The World's Only Carbonatite Eruptions
Oldoinyo Lengai is the only place on Earth where carbonatites currently erupt--and where carbon dioxide from a volcano doesn't vanish into thin air as a gas.
In a paper published this week in the journal Nature, scientists report the results of a study of Oldoinyo Lengai's volcanic gas emissions, sampled by the team during a carbonatite lava eruption.
How Carbonatite Magma is Produced
"We now know the origin of one of the most peculiar magmas on Earth," said William Leeman, program director in the National Science Foundation (NSF)'s Division of Earth Sciences, which funded the research. "These scientists have found that, based on new studies of the chemistry of gas emissions at Oldoinyo Lengai, a very small amount of melting of Earth's mantle, akin to that beneath mid-ocean ridges, can produce carbonatites."
The carbonatites consist of high amounts of carbon dioxide, some 30 percent. Unlike most lavas that are liquid at temperatures above 900 degrees Celsius (1,652 F), carbonatites are much cooler and erupt at only 540 degrees Celsius (1,004 F). However, they're extremely fluid, with a viscosity like that of motor oil.
Sampling Volcanic Gases
"We were able to collect pristine samples of the volcanic gases because Oldoinyo Lengai was erupting and under tremendous magma pressure at the time," said Tobias Fischer, a volcanologist at the University of New Mexico and lead author of the paper. "There was minimal air contamination."
"The gases reveal that the carbon dioxide comes directly from the upper mantle, just below the East African Rift," said David Hilton, a geochemist at the Scripps Institution of Oceanography.
"These samples of mantle gases allow us to infer the carbon content of the upper mantle where the carbonatites are produced."

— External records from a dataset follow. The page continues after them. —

//! Expected-profit estimation for candidate pool pairs.

use rust_decimal::Decimal;

use crate::domain::{Leg, Pool, Route, TokenSymbol};
use crate::state::SlippageSnapshot;

/// Expected fractional return of trading one unit of anchor through `first`
/// then `second`:
///
/// `first.buy.rate * slip[first][0] * second.sell.rate * slip[second][1] - 1`
pub fn estimate_profit(first: &Pool, second: &Pool, slippage: &SlippageSnapshot) -> Decimal {
    first.buy().rate
        * slippage.factor(first.id(), Leg::First)
        * second.sell().rate
        * slippage.factor(second.id(), Leg::Second)
        - Decimal::ONE
}

/// All candidate routes for one intermediate token, best traversal order per
/// unordered pool pair, sorted descending by estimated profit.
///
/// The sort is stable, so among equal profits the first pair encountered
/// wins. Within a single pair, a tie between the two traversal orders
/// resolves to the `b -> a` order.
pub fn candidate_routes(
    intermediate: &TokenSymbol,
    pools: &[Pool],
    slippage: &SlippageSnapshot,
) -> Vec<Route> {
    let mut routes = Vec::new();

    for x in 0..pools.len() {
        for y in (x + 1)..pools.len() {
            let a = &pools[x];
            let b = &pools[y];

            let a_then_b = estimate_profit(a, b, slippage);
            let b_then_a = estimate_profit(b, a, slippage);

            let route = if a_then_b > b_then_a {
                Route::new(a.clone(), b.clone(), intermediate.clone(), a_then_b)
            } else {
                Route::new(b.clone(), a.clone(), intermediate.clone(), b_then_a)
            };
            routes.push(route);
        }
    }

    routes.sort_by(|a, b| b.estimated_profit().cmp(&a.estimated_profit()));
    routes
}

/// The tick's dispatch set: for each intermediate token with at least one
/// candidate pair, the single best route. Group order is preserved.
pub fn best_route_per_token(
    groups: &[(TokenSymbol, Vec<Pool>)],
    slippage: &SlippageSnapshot,
) -> Vec<Route> {
    groups
        .iter()
        .filter_map(|(token, pools)| candidate_routes(token, pools, slippage).into_iter().next())
        .collect()
}
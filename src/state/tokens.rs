//! The valid-token allow-list.

use std::collections::HashSet;

use parking_lot::RwLock;

use crate::domain::TokenSymbol;

/// Tokens the engine is currently allowed to cycle through. Replaceable at
/// runtime when operations turn a currency on or off.
pub struct AllowList {
    tokens: RwLock<HashSet<TokenSymbol>>,
}

impl AllowList {
    pub fn new(tokens: impl IntoIterator<Item = TokenSymbol>) -> Self {
        Self {
            tokens: RwLock::new(tokens.into_iter().collect()),
        }
    }

    pub fn replace(&self, tokens: impl IntoIterator<Item = TokenSymbol>) {
        *self.tokens.write() = tokens.into_iter().collect();
    }

    pub fn contains(&self, token: &TokenSymbol) -> bool {
        self.tokens.read().contains(token)
    }

    pub fn snapshot(&self) -> HashSet<TokenSymbol> {
        self.tokens.read().clone()
    }

    pub fn is_empty(&self) -> bool {
        self.tokens.read().is_empty()
    }
}

#[cfg(test)]
mod tests {
    use super::*;

    #[test]
    fn replace_swaps_the_whole_set() {
        let list = AllowList::new([TokenSymbol::from("ETH")]);
        assert!(list.contains(&TokenSymbol::from("ETH")));

        list.replace([TokenSymbol::from("SOL")]);
        assert!(!list.contains(&TokenSymbol::from("ETH")));
        assert!(list.contains(&TokenSymbol::from("SOL")));
    }
}
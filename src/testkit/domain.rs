//! Builders for domain primitives.

use rust_decimal::Decimal;

use crate::domain::{Pool, PoolId, PoolRates, QuotedRate, Route, TokenSymbol};

/// Rate pair quoting `from -> to` at `buy` and `to -> from` at `sell`.
pub fn rates(from: &str, to: &str, buy: Decimal, sell: Decimal) -> PoolRates {
    PoolRates {
        buy: QuotedRate {
            from: TokenSymbol::from(from),
            to: TokenSymbol::from(to),
            rate: buy,
        },
        sell: QuotedRate {
            from: TokenSymbol::from(to),
            to: TokenSymbol::from(from),
            rate: sell,
        },
    }
}

/// Pool built from a `VENUE_TOKENA_TOKENB` id, with the address derived from
/// the id.
pub fn pool(id: &str, buy: Decimal, sell: Decimal) -> Pool {
    let tokens: Vec<&str> = id.split('_').skip(1).collect();
    Pool::ingest(
        PoolId::from(id),
        format!("addr-{id}"),
        rates(tokens[0], tokens[1], buy, sell),
    )
    .expect("test pool id must be well formed")
}

/// Route over two pools with an explicit intermediate and estimate.
pub fn route(first: Pool, second: Pool, intermediate: &str, estimated_profit: Decimal) -> Route {
    Route::new(first, second, intermediate.into(), estimated_profit)
}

It's about 300 parts per million, a concentration virtually identical to that measured below mid-ocean ridges.
Nephelinite Magmas
The finding is significant, said geochemist Bernard Marty of the CNRS-CRPG (Centre National de la Recherche Scientifique-Centre de Recherches Pe'trographiques et Ge'ochimiques in France), "because it shows that these extremely bizarre lavas and their parent magmas, called nephelinites, were produced by melting of typical upper mantle minerals--which don't have a high carbon dioxide content."
Previous research, mainly based on laboratory experiments, suggested that a higher carbon dioxide content is needed to produce nephelinites and carbonatites.
High Sodium Magmas
"Oldoinyo Lengai magmas also contain an unusually high amount of sodium, up to about 35 percent," said Pete Burnard, a geochemist at CNRS-CRPG.
"It's this sodium content that makes the Lengai carbonatites solid rather than gas at the surface. At all other volcanoes on Earth, carbon dioxide 'degasses' into the atmosphere without forming the sodium-rich carbonatite magmas of Oldoinyo Lengai."
Not all Oldoinyo Lengai's carbon dioxide becomes carbonatite, however. Like other volcanoes, Oldoinyo Lengai does emit carbon dioxide into the atmosphere as a gas.
The scientists conclude that the upper mantle below the continents and the oceans is a uniform and well-mixed reservoir in which the compositions and abundances of carbon dioxide and other gases like nitrogen, argon and helium are essentially the same.
Hilton, Marty and Burnard are co-authors of the Nature paper.
The University of New Mexico Research Allocations Committee (RAC), Institut National des Sciences de l'Univers, Centre National de la Recherche Scientifque (INSU-CNRS), and Programme Intérieur de la Terre also funded the research.